Character Clues
Character Analysis
Direct Characterization
We get a lot of information right up front about the characters, but they don't really come to life until we see them in action. Shmoopsters, trust what the narrator tells you, but then watch it play out. You'll be glad you did.
About Archie, the narrator says: "This was the man: never able to make a decision, never able to state a position" (3.50). Then we see Archie's indecision manifest over and over again throughout the novel—like when he flips a coin to make major life decisions. Because that totally gets him off the hook.
We learn directly that Joyce Chalfen needs to be needed, and then we see her coddle Millat. Millat, we are told, is a tough kid who runs with a bad crowd. And then we see him harassing ticket sellers at train stations.
This narrator tells you what to expect from these characters up front, and then demonstrates their main qualities for you. Well, most of the time anyway.
Physical Appearances
Kind of like in life, characters in White Teeth are constantly commenting on the physical appearances of other characters. For example, we've got Marcus saying to Irie "You are a big girl […] We like that around here—a healthy eater" (12.18-20). And Joyce thinking about Millat's beauty:
Beauty in a tall brown young man who should have been indistinguishable to Joyce from those she regularly bought milk and bread from, gave her accounts to for inspection, or passed her checkbook to from behind the thick glass of a bank till. (12.15)

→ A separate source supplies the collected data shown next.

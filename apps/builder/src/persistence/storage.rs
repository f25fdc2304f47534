//! Key-value stores standing in for browser local storage.

use std::fs;
use std::io::{self, Write};
use std::path::{Path, PathBuf};

use tempfile::NamedTempFile;
use tracing::debug;

/// Holds the JSON-serialized profile.
pub const DATA_KEY: &str = "cv.data";
/// Holds `"1"` or `"0"` for the dark mode preference.
pub const DARK_KEY: &str = "cv.dark";

/// Synchronous string store. Implementations must be shareable with the
/// persist timer task.
pub trait KeyValueStore: Send + Sync {
    fn get(&self, key: &str) -> io::Result<Option<String>>;
    fn set(&self, key: &str, value: &str) -> io::Result<()>;
    fn remove(&self, key: &str) -> io::Result<()>;
}

/// One file per key inside a directory. Writes go through a temp file in the
/// same directory and are renamed into place.
#[derive(Debug, Clone)]
pub struct FileStore {
    dir: PathBuf,
}

impl FileStore {
    pub fn open(dir: impl AsRef<Path>) -> io::Result<Self> {
        let dir = dir.as_ref().to_path_buf();
        fs::create_dir_all(&dir)?;
        Ok(Self { dir })
    }

    fn path_for(&self, key: &str) -> io::Result<PathBuf> {
        let valid = !key.is_empty()
            && key
                .chars()
                .all(|c| c.is_ascii_alphanumeric() || matches!(c, '.' | '-' | '_'))
            && !key.starts_with('.');
        if !valid {
            return Err(io::Error::new(
                io::ErrorKind::InvalidInput,
                format!("invalid storage key '{key}'"),
            ));
        }
        Ok(self.dir.join(key))
    }
}

impl KeyValueStore for FileStore {
    fn get(&self, key: &str) -> io::Result<Option<String>> {
        match fs::read_to_string(self.path_for(key)?) {
            Ok(value) => Ok(Some(value)),
            Err(e) if e.kind() == io::ErrorKind::NotFound => Ok(None),
            Err(e) => Err(e),
        }
    }

    fn set(&self, key: &str, value: &str) -> io::Result<()> {
        let path = self.path_for(key)?;
        let mut tmp = NamedTempFile::new_in(&self.dir)?;
        tmp.write_all(value.as_bytes())?;
        tmp.as_file().sync_all()?;
        tmp.persist(&path).map_err(|e| e.error)?;
        debug!("Wrote {} bytes to {}", value.len(), path.display());
        Ok(())
    }

    fn remove(&self, key: &str) -> io::Result<()> {
        match fs::remove_file(self.path_for(key)?) {
            Ok(()) => Ok(()),
            Err(e) if e.kind() == io::ErrorKind::NotFound => Ok(()),
            Err(e) => Err(e),
        }
    }
}

#[cfg(test)]
mod tests {
    use super::*;

    #[test]
    fn test_file_store_round_trip() {
        let dir = tempfile::tempdir().unwrap();
        let store = FileStore::open(dir.path()).unwrap();
        assert_eq!(store.get(DATA_KEY).unwrap(), None);
        store.set(DATA_KEY, "{\"name\":\"Ñandú\"}").unwrap();
        store.set(DARK_KEY, "1").unwrap();
        assert_eq!(
            store.get(DATA_KEY).unwrap().as_deref(),
            Some("{\"name\":\"Ñandú\"}")
        );
        assert_eq!(store.get(DARK_KEY).unwrap().as_deref(), Some("1"));
    }

    #[test]
    fn test_file_store_overwrite_and_remove() {
        let dir = tempfile::tempdir().unwrap();
        let store = FileStore::open(dir.path()).unwrap();
        store.set(DATA_KEY, "old").unwrap();
        store.set(DATA_KEY, "new").unwrap();
        assert_eq!(store.get(DATA_KEY).unwrap().as_deref(), Some("new"));
        store.remove(DATA_KEY).unwrap();
        store.remove(DATA_KEY).unwrap();
        assert_eq!(store.get(DATA_KEY).unwrap(), None);
    }

    #[test]
    fn test_file_store_rejects_path_keys() {
        let dir = tempfile::tempdir().unwrap();
        let store = FileStore::open(dir.path()).unwrap();
        assert!(store.set("../escape", "x").is_err());
        assert!(store.get("a/b").is_err());
        assert!(store.set("", "x").is_err());
    }
}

Over and over again, characters and the narrator comment on Millat's Roman nose, Irie's hair, Samad's attractiveness for an older man, and Alsana's weight. These characters are all trying to work out who they are and where they belong, their physical appearances are tied up in those journeys.
Social Status
Right from the beginning, with Archie's attempted suicide (quite a place to begin now that we think about it), the characters in White Teeth are defined by their positions in society. Archie goes to die in Cricklewood, which he thinks is "no kind of place," but that's just the kind of place where he feels it would be right for him to die:
The way Archie saw it, country people should die in the country and city people should die in the city. Only proper. In death as he was in life and all that. It made sense that Archibald should die on this nasty urban street where he had ended up, living alone at the age of forth-seven, in a one-bedroom flat above a deserted chip shop. (1.2)
We can see here how Archie thinks of himself.

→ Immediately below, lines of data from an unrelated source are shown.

//! Text-to-markup helpers shared by the preview and the editor forms.

use std::sync::LazyLock;

use regex::Regex;

static PARAGRAPH_BREAK: LazyLock<Regex> = LazyLock::new(|| Regex::new(r"\n\s*\n").unwrap());
static LINE_BREAKS: LazyLock<Regex> = LazyLock::new(|| Regex::new(r"\n+").unwrap());

/// Escapes `& < > " '` so user text can go into element bodies and quoted
/// attribute values.
pub fn escape_html(s: &str) -> String {
    let mut out = String::with_capacity(s.len());
    for c in s.chars() {
        match c {
            '&' => out.push_str("&amp;"),
            '<' => out.push_str("&lt;"),
            '>' => out.push_str("&gt;"),
            '"' => out.push_str("&quot;"),
            '\'' => out.push_str("&#39;"),
            _ => out.push(c),
        }
    }
    out
}

/// Converts every literal newline to `<br>`. Expects already-escaped input.
pub fn nl2br(s: &str) -> String {
    s.replace('\n', "<br>")
}

/// Splits a summary into `<p>` paragraphs on blank lines.
///
/// Single newlines inside a paragraph collapse to a space so the paragraph can
/// be justified. Empty paragraphs are dropped.
pub fn format_summary(s: &str) -> String {
    PARAGRAPH_BREAK
        .split(s)
        .map(str::trim)
        .filter(|p| !p.is_empty())
        .map(|p| format!("<p>{}</p>", escape_html(&LINE_BREAKS.replace_all(p, " "))))
        .collect()
}
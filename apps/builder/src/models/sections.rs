//! Record shapes for the six ordered collections of a profile.
//!
//! Every record type implements [`SectionRecord`], which is what lets the list
//! editor and the form painter treat all sections the same way regardless of
//! their fields.

use std::fmt;
use std::str::FromStr;

use serde::{de::DeserializeOwned, Deserialize, Serialize};

use crate::errors::AppError;

// ────────────────────────────────────────────────────────────────────────────
// Section tag
// ────────────────────────────────────────────────────────────────────────────

/// One of the six record collections. The skills list is handled separately
/// because its items are bare strings.
#[derive(Debug, Clone, Copy, PartialEq, Eq, Hash, Serialize, Deserialize)]
#[serde(rename_all = "snake_case")]
pub enum Section {
    Education,
    Experience,
    Projects,
    Certificates,
    Languages,
    References,
}

impl Section {
    pub const ALL: [Section; 6] = [
        Section::Education,
        Section::Experience,
        Section::Projects,
        Section::Certificates,
        Section::Languages,
        Section::References,
    ];

    pub fn as_str(&self) -> &'static str {
        match self {
            Section::Education => "education",
            Section::Experience => "experience",
            Section::Projects => "projects",
            Section::Certificates => "certificates",
            Section::Languages => "languages",
            Section::References => "references",
        }
    }
}

impl fmt::Display for Section {
    fn fmt(&self, f: &mut fmt::Formatter<'_>) -> fmt::Result {
        f.write_str(self.as_str())
    }
}

impl FromStr for Section {
    type Err = AppError;

    fn from_str(s: &str) -> Result<Self, Self::Err> {
        Section::ALL
            .into_iter()
            .find(|section| section.as_str() == s)
            .ok_or_else(|| AppError::UnknownSection(s.to_string()))
    }
}

// ────────────────────────────────────────────────────────────────────────────
// Record trait
// ────────────────────────────────────────────────────────────────────────────

/// Shape-independent access to a collection record.
pub trait SectionRecord:
    Clone + Default + PartialEq + fmt::Debug + Serialize + DeserializeOwned + Send + Sync + 'static
{
    /// Field keys in form order. These are the `data-bind` keys of the editor.
    const FIELDS: &'static [&'static str];

    fn field(&self, key: &str) -> Option<&str>;

    fn set_field(&mut self, key: &str, value: &str) -> Result<(), AppError>;

    /// True when every field that makes the record visible in the preview is
    /// empty. Such placeholder records stay in the model but render nothing.
    fn is_blank(&self) -> bool;
}

/// Implements [`SectionRecord`] for a record made only of string fields.
macro_rules! string_record {
    ($ty:ident { $($field:ident),+ $(,)? }, meaningful: [$($visible:ident),+ $(,)?]) => {
        impl SectionRecord for $ty {
            const FIELDS: &'static [&'static str] = &[$(stringify!($field)),+];

            fn field(&self, key: &str) -> Option<&str> {
                match key {
                    $(stringify!($field) => Some(self.$field.as_str()),)+
                    _ => None,
                }
            }

            fn set_field(&mut self, key: &str, value: &str) -> Result<(), AppError> {
                match key {
                    $(stringify!($field) => self.$field = value.to_string(),)+
                    other => return Err(AppError::UnknownField(other.to_string())),
                }
                Ok(())
            }

            fn is_blank(&self) -> bool {
                true $(&& self.$visible.is_empty())+
            }
        }
    };
}

// ────────────────────────────────────────────────────────────────────────────
// Record types
// ────────────────────────────────────────────────────────────────────────────

#[derive(Debug, Clone, Default, PartialEq, Serialize, Deserialize)]
#[serde(default)]
pub struct Education {
    pub institution: String,
    pub major: String,
    pub start: String,
    pub end: String,
    pub desc: String,
}

#[derive(Debug, Clone, Default, PartialEq, Serialize, Deserialize)]
#[serde(default)]
pub struct Experience {
    pub role: String,
    pub company: String,
    pub start: String,
    pub end: String,
    pub desc: String,
}

#[derive(Debug, Clone, Default, PartialEq, Serialize, Deserialize)]
#[serde(default)]
pub struct Project {
    pub title: String,
    pub link: String,
    pub desc: String,
}

#[derive(Debug, Clone, Default, PartialEq, Serialize, Deserialize)]
#[serde(default)]
pub struct Certificate {
    pub name: String,
    pub issuer: String,
    pub year: String,
}

#[derive(Debug, Clone, Copy, Default, PartialEq, Eq, Serialize, Deserialize)]
pub enum LanguageLevel {
    #[default]
    Dasar,
    Menengah,
    Lancar,
}

impl LanguageLevel {
    pub const ALL: [LanguageLevel; 3] = [
        LanguageLevel::Dasar,
        LanguageLevel::Menengah,
        LanguageLevel::Lancar,
    ];

    pub fn as_str(&self) -> &'static str {
        match self {
            LanguageLevel::Dasar => "Dasar",
            LanguageLevel::Menengah => "Menengah",
            LanguageLevel::Lancar => "Lancar",
        }
    }
}

impl FromStr for LanguageLevel {
    type Err = AppError;

    fn from_str(s: &str) -> Result<Self, Self::Err> {
        LanguageLevel::ALL
            .into_iter()
            .find(|level| level.as_str() == s)
            .ok_or_else(|| AppError::Validation(format!("unknown language level '{s}'")))
    }
}

#[derive(Debug, Clone, Default, PartialEq, Serialize, Deserialize)]
#[serde(default)]
pub struct Language {
    pub name: String,
    pub level: LanguageLevel,
}

#[derive(Debug, Clone, Default, PartialEq, Serialize, Deserialize)]
#[serde(default)]
pub struct Reference {
    pub name: String,
    pub contact: String,
    pub company: String,
}

string_record!(Education { institution, major, start, end, desc }, meaningful: [institution, major, desc]);
string_record!(Experience { role, company, start, end, desc }, meaningful: [role, company, desc]);
string_record!(Project { title, link, desc }, meaningful: [title, desc]);
string_record!(Certificate { name, issuer, year }, meaningful: [name, issuer]);
string_record!(Reference { name, contact, company }, meaningful: [name]);

impl SectionRecord for Language {
    const FIELDS: &'static [&'static str] = &["name", "level"];

    fn field(&self, key: &str) -> Option<&str> {
        match key {
            "name" => Some(self.name.as_str()),
            "level" => Some(self.level.as_str()),
            _ => None,
        }
    }

    fn set_field(&mut self, key: &str, value: &str) -> Result<(), AppError> {
        match key {
            "name" => self.name = value.to_string(),
            "level" => self.level = value.parse()?,
            other => return Err(AppError::UnknownField(other.to_string())),
        }
        Ok(())
    }

    fn is_blank(&self) -> bool {
        self.name.is_empty()
    }
}

#[cfg(test)]
mod tests {
    use super::*;

    #[test]
    fn test_section_tag_round_trips_through_str() {
        for section in Section::ALL {
            assert_eq!(section.as_str().parse::<Section>().unwrap(), section);
        }
    }

    #[test]
    fn test_unknown_section_tag_rejected() {
        let err = "hobbies".parse::<Section>().unwrap_err();
        assert!(matches!(err, AppError::UnknownSection(tag) if tag == "hobbies"));
    }

    #[test]
    fn test_experience_blank_ignores_dates() {
        let exp = Experience {
            start: "2020".to_string(),
            end: "2023".to_string(),
            ..Default::default()
        };
        assert!(exp.is_blank());
    }

    #[test]
    fn test_experience_with_company_not_blank() {
        let exp = Experience {
            company: "Acme".to_string(),
            ..Default::default()
        };
        assert!(!exp.is_blank());
    }

    #[test]
    fn test_project_link_alone_is_blank() {
        let p = Project {
            link: "https://example.com".to_string(),
            ..Default::default()
        };
        assert!(p.is_blank());
    }

    #[test]
    fn test_set_field_unknown_key() {
        let mut edu = Education::default();
        let err = edu.set_field("gpa", "4.0").unwrap_err();
        assert!(matches!(err, AppError::UnknownField(k) if k == "gpa"));
    }

    #[test]
    fn test_language_level_set_and_read() {
        let mut lang = Language::default();
        assert_eq!(lang.field("level"), Some("Dasar"));
        lang.set_field("level", "Lancar").unwrap();
        assert_eq!(lang.level, LanguageLevel::Lancar);
        assert!(lang.set_field("level", "Expert").is_err());
        assert_eq!(lang.level, LanguageLevel::Lancar);
    }

    #[test]
    fn test_fields_match_serialized_keys() {
        let json = serde_json::to_value(Reference::default()).unwrap();
        let keys: Vec<&str> = json.as_object().unwrap().keys().map(|k| k.as_str()).collect();
        for key in Reference::FIELDS {
            assert!(keys.contains(key), "missing {key}");
        }
    }
}
//! External collaborators — image resizing, QR rendering and document
//! rasterizing — behind async traits.
//!
//! The [`Builder`](crate::routes::Builder) holds each one inside a
//! [`LazyLibrary`], so a backend is only loaded the first time an action needs
//! it. Swap backends by handing different loaders to [`Collaborators`].

pub mod builtin;
pub mod lazy;

use std::sync::Arc;

use async_trait::async_trait;
use bytes::Bytes;
use serde::{Deserialize, Serialize};

use crate::errors::AppError;

pub use builtin::{LinkQrRenderer, PassthroughResizer, PrintHtmlRasterizer};
pub use lazy::LazyLibrary;

// ────────────────────────────────────────────────────────────────────────────
// Data handed to collaborators
// ────────────────────────────────────────────────────────────────────────────

/// A file picked by the user, as read from the file input.
#[derive(Debug, Clone)]
pub struct ImageFile {
    pub file_name: String,
    pub mime: String,
    pub bytes: Bytes,
}

impl ImageFile {
    pub fn is_image(&self) -> bool {
        self.mime.starts_with("image/")
    }
}

#[derive(Debug, Clone, Copy, PartialEq, Eq, Serialize, Deserialize)]
#[serde(rename_all = "lowercase")]
pub enum PageFormat {
    A4,
}

#[derive(Debug, Clone, Copy, PartialEq, Eq, Serialize, Deserialize)]
#[serde(rename_all = "lowercase")]
pub enum Orientation {
    Portrait,
}

/// Options for the document export. The defaults are the only values the
/// builder ever sends.
#[derive(Debug, Clone, PartialEq, Serialize, Deserialize)]
pub struct PdfOptions {
    /// Top, right, bottom, left.
    pub margin_mm: [u32; 4],
    pub scale: u32,
    pub format: PageFormat,
    pub orientation: Orientation,
    pub background: String,
}

impl Default for PdfOptions {
    fn default() -> Self {
        Self {
            margin_mm: [10, 10, 10, 10],
            scale: 2,
            format: PageFormat::A4,
            orientation: Orientation::Portrait,
            background: "#ffffff".to_string(),
        }
    }
}

// ────────────────────────────────────────────────────────────────────────────
// Traits
// ────────────────────────────────────────────────────────────────────────────

/// Downscales a picked photo so its longest side is at most `max_side`, and
/// returns it as a data URL.
#[async_trait]
pub trait ImageResizer: Send + Sync {
    async fn resize(&self, file: ImageFile, max_side: u32, quality: f32)
        -> Result<String, AppError>;
}

/// Renders a QR code for `target` as markup for the `#qrBox` element.
#[async_trait]
pub trait QrRenderer: Send + Sync {
    async fn render(&self, target: &str) -> Result<String, AppError>;
}

/// Turns the preview markup into a downloadable document.
#[async_trait]
pub trait DocumentRasterizer: Send + Sync {
    async fn rasterize(&self, html: &str, options: &PdfOptions) -> Result<Bytes, AppError>;
}

// ────────────────────────────────────────────────────────────────────────────
// Bundle
// ────────────────────────────────────────────────────────────────────────────

pub struct Collaborators {
    pub image: LazyLibrary<dyn ImageResizer>,
    pub qr: LazyLibrary<dyn QrRenderer>,
    pub pdf: LazyLibrary<dyn DocumentRasterizer>,
}

impl Collaborators {
    /// The backends that ship with the binary, each loaded on first use.
    pub fn builtin() -> Self {
        Self {
            image: LazyLibrary::builtin("image-resizer", || {
                Arc::new(PassthroughResizer) as Arc<dyn ImageResizer>
            }),
            qr: LazyLibrary::builtin("qr-renderer", || {
                Arc::new(LinkQrRenderer) as Arc<dyn QrRenderer>
            }),
            pdf: LazyLibrary::builtin("document-rasterizer", || {
                Arc::new(PrintHtmlRasterizer) as Arc<dyn DocumentRasterizer>
            }),
        }
    }
}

When the Chalfens enter the novel, they bring with them a whole different social world than any of the Iqbals or Joneses are used to. The Chalfens are Cambridge-educated, liberal intellectuals. From the first time Irie goes to their house, she knows they are different than she is. And she likes what they have:
She'd never been so close to this strange and beautiful thing, the middle class, and experienced the kind of embarrassment that is actually intrigue, fascination. (12.67)

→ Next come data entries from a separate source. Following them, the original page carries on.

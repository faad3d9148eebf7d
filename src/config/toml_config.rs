use crate::core::api::{DEFAULT_BASE_URL, DEFAULT_TIMEOUT_SECONDS, DEFAULT_USER_AGENT};
use crate::core::query::QueryOptions;
use crate::utils::error::{ClientError, Result};
use crate::utils::validation::{validate_path, validate_positive_number, validate_url, Validate};
use regex::Regex;
use serde::{Deserialize, Serialize};
use std::path::{Path, PathBuf};
use std::sync::LazyLock;
use std::time::Duration;

static ENV_VAR_RE: LazyLock<Regex> =
    LazyLock::new(|| Regex::new(r"\$\{([^}]+)\}").expect("env var pattern compiles"));

const SESSION_FILE_NAME: &str = ".bike-rental-session.json";
const MAX_RETRY: u32 = 10;

#[derive(Debug, Clone, Default, PartialEq, Serialize, Deserialize)]
#[serde(default)]
pub struct ClientConfig {
    pub api: ApiConfig,
    pub session: SessionConfig,
    pub cache: CacheConfig,
}

#[derive(Debug, Clone, PartialEq, Serialize, Deserialize)]
#[serde(default)]
pub struct ApiConfig {
    pub base_url: String,
    pub timeout_seconds: u64,
    pub user_agent: String,
}

impl Default for ApiConfig {
    fn default() -> Self {
        Self {
            base_url: DEFAULT_BASE_URL.to_string(),
            timeout_seconds: DEFAULT_TIMEOUT_SECONDS,
            user_agent: DEFAULT_USER_AGENT.to_string(),
        }
    }
}

#[derive(Debug, Clone, Default, PartialEq, Serialize, Deserialize)]
#[serde(default)]
pub struct SessionConfig {
    /// 未設定時使用 `$HOME/.bike-rental-session.json`
    pub file: Option<String>,
}

#[derive(Debug, Clone, PartialEq, Serialize, Deserialize)]
#[serde(default)]
pub struct CacheConfig {
    /// 單車列表與單台單車
    pub bikes_stale_seconds: u64,
    /// 最便宜前五名與統計
    pub highlights_stale_seconds: u64,
    pub retry: u32,
}

impl Default for CacheConfig {
    fn default() -> Self {
        Self {
            bikes_stale_seconds: 5 * 60,
            highlights_stale_seconds: 10 * 60,
            retry: 1,
        }
    }
}

impl ClientConfig {
    /// 從 TOML 檔案載入配置
    pub fn from_file<P: AsRef<Path>>(path: P) -> Result<Self> {
        let content = std::fs::read_to_string(&path).map_err(ClientError::IoError)?;
        Self::from_toml_str(&content)
    }

    /// 從 TOML 字串解析配置
    pub fn from_toml_str(content: &str) -> Result<Self> {
        let processed_content = Self::substitute_env_vars(content);

        toml::from_str(&processed_content).map_err(|e| ClientError::ConfigError {
            message: format!("TOML parsing error: {}", e),
        })
    }

    /// 替換環境變數 (例如 ${BIKE_RENTAL_API})，未設定的變數保留原樣
    fn substitute_env_vars(content: &str) -> String {
        ENV_VAR_RE
            .replace_all(content, |caps: &regex::Captures| {
                let var_name = &caps[1];
                std::env::var(var_name).unwrap_or_else(|_| format!("${{{}}}", var_name))
            })
            .into_owned()
    }

    /// 命令列參數優先於設定檔
    pub fn with_overrides(mut self, base_url: Option<String>, session_file: Option<PathBuf>) -> Self {
        if let Some(base_url) = base_url {
            self.api.base_url = base_url;
        }
        if let Some(file) = session_file {
            self.session.file = Some(file.to_string_lossy().into_owned());
        }
        self
    }

    pub fn validate_config(&self) -> Result<()> {
        validate_url("api.base_url", &self.api.base_url)?;
        validate_positive_number("api.timeout_seconds", self.api.timeout_seconds, 1)?;

        if let Some(file) = &self.session.file {
            validate_path("session.file", file)?;
        }

        if self.cache.retry > MAX_RETRY {
            return Err(ClientError::InvalidConfigValueError {
                field: "cache.retry".to_string(),
                value: self.cache.retry.to_string(),
                reason: format!("Retry count must be at most {}", MAX_RETRY),
            });
        }

        Ok(())
    }

    pub fn timeout(&self) -> Duration {
        Duration::from_secs(self.api.timeout_seconds)
    }

    pub fn session_file(&self) -> PathBuf {
        match &self.session.file {
            Some(file) => PathBuf::from(file),
            None => std::env::var_os("HOME")
                .map(|home| PathBuf::from(home).join(SESSION_FILE_NAME))
                .unwrap_or_else(|| PathBuf::from(SESSION_FILE_NAME)),
        }
    }

    pub fn query_defaults(&self) -> QueryOptions {
        QueryOptions::default().retry(self.cache.retry)
    }

    pub fn bikes_stale_time(&self) -> Duration {
        Duration::from_secs(self.cache.bikes_stale_seconds)
    }

    pub fn highlights_stale_time(&self) -> Duration {
        Duration::from_secs(self.cache.highlights_stale_seconds)
    }
}

impl Validate for ClientConfig {
    fn validate(&self) -> Result<()> {
        self.validate_config()
    }
}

By dropping Irie Jones and Millat Iqbal into this middle-class home, the novel highlights how very different these families' lives have been. But if you think about the FutureMouse event at the end of White Teeth, social status can't account for or predict everything. All the kids in this novel torture their parents; a comfortable middle-class home doesn't stop Joshua Chalfen from acting something like Millat Iqbal.
Speech and Dialogue
When people talk about White Teeth, they often talk about the way that characters speak. Zadie Smith presents us with a wide range of dialects and different kinds of location-based speech, where characters change their talk based on their circumstances. Language is pretty darn powerful in this novel.
When Millat and his crew are trying to buy train tickets to go to a book burning, they are struggling with their identities. Millat uses a very specific kind of speech in this moment:
I just say, yeah? One for Bradford, yeah? You got some problem, yeah? Speaka da English? This is King's Cross, yeah? One for Bradford, innit? (9.161)
And his friends chime in behind him with a chorus of "yeah." Millat uses this kind of speech to sound tough, and also to indicate that he belongs to a particular group called Raggastani.
Clara, too, uses different ways of speaking at different times to affect others' perceptions of her. When Alsana tells Clara she's pregnant, Clara is so surprised, she doesn't remember to control her language:
Clara blushed the moment after she had spoken; she always dropped into the vernacular when she was excited or pleased about something. (3.143)
When Clara has strong emotions, she slips into what might be more natural for her—her Jamaican accent. But she usually tries to sound more English.
So, the way characters speak in White Teeth tells us a lot about how society sees them. And how they see themselves.